A Black Guy’s Guide to the Constitution
That’s the subtitle of a new book by Elie Mystal — the full title is Allow Me to Retort: A Black Guy’s Guide to the Constitution. From the Kirkus review:
Mystal, an analyst at MSNBC and legal editor for the Nation, reads the Constitution from the point of view of a Black man keenly aware of the document’s origins in a slaveholding nation. “It is a document designed to create a society of enduring white male dominance,” he writes, “hastily edited in the margins to allow for what basic political rights white men could be convinced to share.” As the author abundantly demonstrates, people of color and women have always been afterthoughts, and recent conservative applications of constitutional doctrine have been meant to further suppress the rights of those groups. “The law is not science,” writes the author, “it’s jazz.
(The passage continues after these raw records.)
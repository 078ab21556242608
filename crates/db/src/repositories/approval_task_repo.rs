//! Repository for the `approval_tasks` table.

use formflow_core::approval::{Decision, TaskStatus};
use formflow_core::types::DbId;
use sqlx::{PgConnection, PgPool};

use crate::models::approval_task::{ApprovalTask, CreateApprovalTask, SweepCandidate};

/// Column list for `approval_tasks` queries.
const COLUMNS: &str = "id, submission_id, task_kind, status, assigned_to, assigned_group_id, \
    workflow_stage_id, stage_number, step_number, step_name, due_date, reminder_sent_at, \
    completed_by, completed_at, decision, comments, created_at, updated_at";

/// Provides task creation, decisions and bulk transitions.
pub struct ApprovalTaskRepo;

impl ApprovalTaskRepo {
    /// Insert a task, returning the created row.
    pub async fn create(
        conn: &mut PgConnection,
        input: &CreateApprovalTask,
    ) -> Result<ApprovalTask, sqlx::Error> {
        let query = format!(
            "INSERT INTO approval_tasks
                (submission_id, task_kind, assigned_to, assigned_group_id, workflow_stage_id,
                 stage_number, step_number, step_name, due_date)
             VALUES ($1, $2, $3, $4, $5, $6, $7, $8, $9)
             RETURNING {COLUMNS}"
        );
        sqlx::query_as::<_, ApprovalTask>(&query)
            .bind(input.submission_id)
            .bind(&input.task_kind)
            .bind(input.assigned_to)
            .bind(input.assigned_group_id)
            .bind(input.workflow_stage_id)
            .bind(input.stage_number)
            .bind(input.step_number)
            .bind(&input.step_name)
            .bind(input.due_date)
            .fetch_one(&mut *conn)
            .await
    }

    /// Find a task by its ID.
    pub async fn find_by_id(pool: &PgPool, id: DbId) -> Result<Option<ApprovalTask>, sqlx::Error> {
        let query = format!("SELECT {COLUMNS} FROM approval_tasks WHERE id = $1");
        sqlx::query_as::<_, ApprovalTask>(&query)
            .bind(id)
            .fetch_optional(pool)
            .await
    }

    /// All tasks of a submission, oldest first.
    pub async fn list_for_submission(
        conn: &mut PgConnection,
        submission_id: DbId,
    ) -> Result<Vec<ApprovalTask>, sqlx::Error> {
        let query = format!(
            "SELECT {COLUMNS} FROM approval_tasks \
             WHERE submission_id = $1 \
             ORDER BY id ASC"
        );
        sqlx::query_as::<_, ApprovalTask>(&query)
            .bind(submission_id)
            .fetch_all(&mut *conn)
            .await
    }

    /// Record an approver's decision on a pending task.
    ///
    /// Returns `false` when the task was no longer pending.
    pub async fn record_decision(
        conn: &mut PgConnection,
        id: DbId,
        decision: Decision,
        completed_by: DbId,
        comments: Option<&str>,
    ) -> Result<bool, sqlx::Error> {
        let result = sqlx::query(
            "UPDATE approval_tasks \
             SET status = $2, decision = $3, completed_by = $4, comments = $5, \
                 completed_at = NOW(), updated_at = NOW() \
             WHERE id = $1 AND status = 'pending'",
        )
        .bind(id)
        .bind(decision.task_status().as_str())
        .bind(decision.as_str())
        .bind(completed_by)
        .bind(comments)
        .execute(&mut *conn)
        .await?;
        Ok(result.rows_affected() > 0)
    }

    /// Move the given tasks from `pending` to `skipped` in one write.
    pub async fn skip(conn: &mut PgConnection, ids: &[DbId]) -> Result<u64, sqlx::Error> {
        if ids.is_empty() {
            return Ok(0);
        }
        let result = sqlx::query(
            "UPDATE approval_tasks \
             SET status = 'skipped', updated_at = NOW() \
             WHERE id = ANY($1) AND status = 'pending'",
        )
        .bind(ids)
        .execute(&mut *conn)
        .await?;
        Ok(result.rows_affected())
    }

    /// Move a pending task to `expired`.
    ///
    /// Returns `false` if it was already terminal.
    pub async fn mark_expired(conn: &mut PgConnection, id: DbId) -> Result<bool, sqlx::Error> {
        let result = sqlx::query(
            "UPDATE approval_tasks \
             SET status = $2, updated_at = NOW() \
             WHERE id = $1 AND status = 'pending'",
        )
        .bind(id)
        .bind(TaskStatus::Expired.as_str())
        .execute(&mut *conn)
        .await?;
        Ok(result.rows_affected() > 0)
    }

    /// Stamp `reminder_sent_at` unless a reminder already went out.
    ///
    /// Returns `true` only for the caller that set the stamp.
    pub async fn claim_reminder(pool: &PgPool, id: DbId) -> Result<bool, sqlx::Error> {
        let result = sqlx::query(
            "UPDATE approval_tasks \
             SET reminder_sent_at = NOW(), updated_at = NOW() \
             WHERE id = $1 AND status = 'pending' AND reminder_sent_at IS NULL",
        )
        .bind(id)
        .execute(pool)
        .await?;
        Ok(result.rows_affected() > 0)
    }

    /// Every pending task whose workflow has a deadline or reminder set.
    pub async fn list_sweep_candidates(pool: &PgPool) -> Result<Vec<SweepCandidate>, sqlx::Error> {
        sqlx::query_as::<_, SweepCandidate>(
            "SELECT t.id, t.submission_id, s.form_id, s.status AS submission_status, \
                    t.step_name, t.assigned_to, t.assigned_group_id, \
                    t.created_at, t.reminder_sent_at \
             FROM approval_tasks t \
             JOIN submissions s ON s.id = t.submission_id \
             JOIN workflows w ON w.form_id = s.form_id \
             WHERE t.status = 'pending' \
               AND (COALESCE(w.approval_deadline_days, 0) > 0 \
                    OR COALESCE(w.send_reminder_after_days, 0) > 0) \
             ORDER BY t.created_at ASC",
        )
        .fetch_all(pool)
        .await
    }
}
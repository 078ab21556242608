//! Repository for the `post_submission_actions` table.

use formflow_core::actions::ActionTrigger;
use formflow_core::types::DbId;
use sqlx::PgPool;

use crate::models::action::PostSubmissionAction;

/// Column list for `post_submission_actions` queries.
const COLUMNS: &str = "id, form_id, name, action_type, action_trigger, action_order, is_active, \
    condition_field, condition_operator, condition_value, config, fail_silently, \
    retry_on_failure, max_retries, created_at, updated_at";

/// Reads configured actions.
pub struct PostSubmissionActionRepo;

impl PostSubmissionActionRepo {
    /// Active actions of a form for one trigger, in execution order.
    pub async fn list_active(
        pool: &PgPool,
        form_id: DbId,
        trigger: ActionTrigger,
    ) -> Result<Vec<PostSubmissionAction>, sqlx::Error> {
        let query = format!(
            "SELECT {COLUMNS} FROM post_submission_actions \
             WHERE form_id = $1 AND action_trigger = $2 AND is_active = true \
             ORDER BY action_order ASC, name ASC"
        );
        sqlx::query_as::<_, PostSubmissionAction>(&query)
            .bind(form_id)
            .bind(trigger.as_str())
            .fetch_all(pool)
            .await
    }
}
use crate::types::DbId;

#[derive(Debug, thiserror::Error)]
pub enum CoreError {
    #[error("Entity not found: {entity} with id {id}")]
    NotFound { entity: &'static str, id: DbId },

    #[error("Validation failed: {0}")]
    Validation(String),

    #[error("Conflict: {0}")]
    Conflict(String),

    #[error("Forbidden: {0}")]
    Forbidden(String),

    #[error("Internal error: {0}")]
    Internal(String),
}
//! HTTP API-call action.
//!
//! Configuration lives in the action's `config` JSON:
//!
//! ```json
//! {
//!   "endpoint": "https://hr.example.org/api/leave",
//!   "method": "POST",
//!   "headers": { "Authorization": "Bearer ..." },
//!   "body_template": "{\"employee\": \"{employee_id}\", \"days\": {days}}"
//! }
//! ```
//!
//! `{name}` placeholders are filled from the form data, then from the
//! submission fields `submission_id`, `form_name`, `status`, `email` and
//! `submitter_name`. Without a template, the whole form data is sent as JSON.

use std::collections::HashMap;
use std::sync::LazyLock;
use std::time::Duration;

use async_trait::async_trait;
use formflow_db::models::action::PostSubmissionAction;
use formflow_db::models::submission::SubmissionDetail;
use reqwest::Method;
use serde::Deserialize;
use serde_json::{Map, Value};

use super::{ActionError, ActionHandler};

/// `action_type` handled here.
pub const ACTION_TYPE: &str = "api";

/// HTTP request timeout for a single attempt.
const REQUEST_TIMEOUT: Duration = Duration::from_secs(30);

/// Regex matching `{placeholder}` tokens in body templates.
static PLACEHOLDER_RE: LazyLock<regex::Regex> =
    LazyLock::new(|| regex::Regex::new(r"\{(\w+)\}").expect("valid regex"));

#[derive(Debug, Clone, Deserialize)]
struct ApiConfig {
    endpoint: Option<String>,
    #[serde(default)]
    method: Option<String>,
    #[serde(default)]
    headers: HashMap<String, String>,
    #[serde(default)]
    body_template: Option<String>,
}

/// Request body produced from the template.
#[derive(Debug, Clone, PartialEq)]
enum RequestBody {
    Json(Value),
    Text(String),
}

// ---------------------------------------------------------------------------
// ApiCallHandler
// ---------------------------------------------------------------------------

/// Calls an external HTTP endpoint with submission data.
pub struct ApiCallHandler {
    client: reqwest::Client,
}

impl ApiCallHandler {
    pub fn new() -> Result<Self, ActionError> {
        let client = reqwest::Client::builder().timeout(REQUEST_TIMEOUT).build()?;
        Ok(Self { client })
    }
}

#[async_trait]
impl ActionHandler for ApiCallHandler {
    async fn handle(
        &self,
        action: &PostSubmissionAction,
        submission: &SubmissionDetail,
    ) -> Result<String, ActionError> {
        let config: ApiConfig = serde_json::from_value(action.config.clone())
            .map_err(|e| ActionError::Config(e.to_string()))?;
        let url = config
            .endpoint
            .as_deref()
            .filter(|u| !u.trim().is_empty())
            .ok_or_else(|| ActionError::Config("API endpoint not configured".to_string()))?;
        let method = parse_method(config.method.as_deref())?;

        let mut request = self.client.request(method.clone(), url);
        for (name, value) in &config.headers {
            request = request.header(name.as_str(), value.as_str());
        }

        if matches!(method, Method::POST | Method::PUT | Method::PATCH) {
            request = match build_body(config.body_template.as_deref(), submission) {
                RequestBody::Json(body) => request.json(&body),
                RequestBody::Text(body) => {
                    if !config.headers.keys().any(|k| k.eq_ignore_ascii_case("content-type")) {
                        request = request.header("Content-Type", "application/json");
                    }
                    request.body(body)
                }
            };
        }

        let response = request.send().await?;
        let status = response.status();
        if !status.is_success() {
            return Err(ActionError::HttpStatus(status.as_u16()));
        }
        tracing::info!(action_id = action.id, %method, url, status = status.as_u16(), "API call succeeded");
        Ok(format!("API call successful: {method} {url} -> {}", status.as_u16()))
    }
}

fn parse_method(raw: Option<&str>) -> Result<Method, ActionError> {
    let upper = raw.unwrap_or("POST").trim().to_ascii_uppercase();
    match upper.as_str() {
        "GET" => Ok(Method::GET),
        "POST" => Ok(Method::POST),
        "PUT" => Ok(Method::PUT),
        "PATCH" => Ok(Method::PATCH),
        "DELETE" => Ok(Method::DELETE),
        other => Err(ActionError::Config(format!("Unsupported HTTP method '{other}'"))),
    }
}

/// Fill the template, parsing the result as JSON when possible.
///
/// A template that names an unknown placeholder falls back to sending the
/// whole form data.
fn build_body(template: Option<&str>, submission: &SubmissionDetail) -> RequestBody {
    let Some(template) = template.filter(|t| !t.trim().is_empty()) else {
        return RequestBody::Json(submission.form_data.clone());
    };

    let values = placeholders(submission);
    let mut missing = Vec::new();
    let rendered = PLACEHOLDER_RE.replace_all(template, |caps: &regex::Captures| {
        let key = &caps[1];
        match values.get(key) {
            Some(Value::String(s)) => s.clone(),
            Some(Value::Null) => String::new(),
            Some(other) => other.to_string(),
            None => {
                missing.push(key.to_string());
                caps[0].to_string()
            }
        }
    });

    if !missing.is_empty() {
        tracing::warn!(
            submission_id = submission.id,
            missing = ?missing,
            "Missing placeholder in body template, sending form data"
        );
        return RequestBody::Json(submission.form_data.clone());
    }

    match serde_json::from_str(&rendered) {
        Ok(json) => RequestBody::Json(json),
        Err(_) => RequestBody::Text(rendered.into_owned()),
    }
}

fn placeholders(submission: &SubmissionDetail) -> Map<String, Value> {
    let mut values = submission.form_data.as_object().cloned().unwrap_or_default();
    values.insert("submission_id".to_string(), Value::from(submission.id));
    values.insert("form_name".to_string(), Value::from(submission.form_name.clone()));
    values.insert("status".to_string(), Value::from(submission.status.clone()));
    values.insert(
        "email".to_string(),
        Value::from(submission.submitter_email.clone().unwrap_or_default()),
    );
    values.insert(
        "submitter_name".to_string(),
        Value::from(submission.submitter_display().to_string()),
    );
    values
}

// ---------------------------------------------------------------------------
// Tests
// ---------------------------------------------------------------------------

#[cfg(test)]
mod tests {
    use super::*;
    use assert_matches::assert_matches;
    use chrono::Utc;
    use serde_json::json;

    fn submission() -> SubmissionDetail {
        SubmissionDetail {
            id: 12,
            form_id: 3,
            form_name: "Leave".to_string(),
            submitter_id: Some(4),
            submitter_email: Some("ada@x.org".to_string()),
            submitter_name: Some("Ada".to_string()),
            form_data: json!({"employee_id": "E-7", "days": 3}),
            status: "approved".to_string(),
            created_at: Utc::now(),
        }
    }

    #[test]
    fn no_template_sends_form_data() {
        assert_eq!(
            build_body(None, &submission()),
            RequestBody::Json(json!({"employee_id": "E-7", "days": 3}))
        );
    }

    #[test]
    fn template_fills_form_and_submission_fields() {
        let body = build_body(
            Some(r#"{"employee": "{employee_id}", "days": {days}, "ref": {submission_id}, "by": "{email}"}"#),
            &submission(),
        );
        assert_eq!(
            body,
            RequestBody::Json(json!({"employee": "E-7", "days": 3, "ref": 12, "by": "ada@x.org"}))
        );
    }

    #[test]
    fn non_json_template_is_sent_as_text() {
        let body = build_body(Some("approved {form_name} for {submitter_name}"), &submission());
        assert_eq!(body, RequestBody::Text("approved Leave for Ada".to_string()));
    }

    #[test]
    fn unknown_placeholder_falls_back_to_form_data() {
        let body = build_body(Some(r#"{"x": "{nope}"}"#), &submission());
        assert_eq!(body, RequestBody::Json(json!({"employee_id": "E-7", "days": 3})));
    }

    #[test]
    fn method_defaults_to_post_and_rejects_unknown() {
        assert_eq!(parse_method(None).unwrap(), Method::POST);
        assert_eq!(parse_method(Some("patch")).unwrap(), Method::PATCH);
        assert_matches!(parse_method(Some("TRACE")), Err(ActionError::Config(_)));
    }

    #[test]
    fn new_does_not_panic() {
        let _handler = ApiCallHandler::new().unwrap();
    }

    #[tokio::test]
    async fn missing_endpoint_is_config_error() {
        let now = Utc::now();
        let action = PostSubmissionAction {
            id: 1,
            form_id: 3,
            name: "notify hr".to_string(),
            action_type: ACTION_TYPE.to_string(),
            action_trigger: "on_approve".to_string(),
            action_order: 0,
            is_active: true,
            condition_field: None,
            condition_operator: None,
            condition_value: None,
            config: json!({"method": "POST"}),
            fail_silently: false,
            retry_on_failure: false,
            max_retries: 0,
            created_at: now,
            updated_at: now,
        };
        let err = ApiCallHandler::new()
            .unwrap()
            .handle(&action, &submission())
            .await
            .unwrap_err();
        assert_matches!(err, ActionError::Config(_));
    }
}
It’s a series of iterations based off a few consistent beats.” Conservative originalists know this, but they hide their prejudices behind the notion that the text is immutable. Mystal shows how there’s plenty of room for change if one follows a rule hidden in plain sight: “There’s no objective reason that the Ninth Amendment should be applied to the states any less robustly than the Second Amendment. The only difference is that the rights and privileges that the Ninth Amendment protects weren’t on the original white supremacist, noninclusive list.” Article by article, amendment by amendment, Mystal takes down that original list and offers notes on how it might be improved as a set of laws that protect us all, largely by rejecting conservative interpretations of rights enumerated and otherwise.
The Ninth Amendment, in case you were wondering, reads: “The enumeration in the Constitution, of certain rights, shall not be construed to deny or disparage others retained by the people.” So basically, the Bill of Rights (and subsequent Constitutional amendments) are not the only rights Americans have.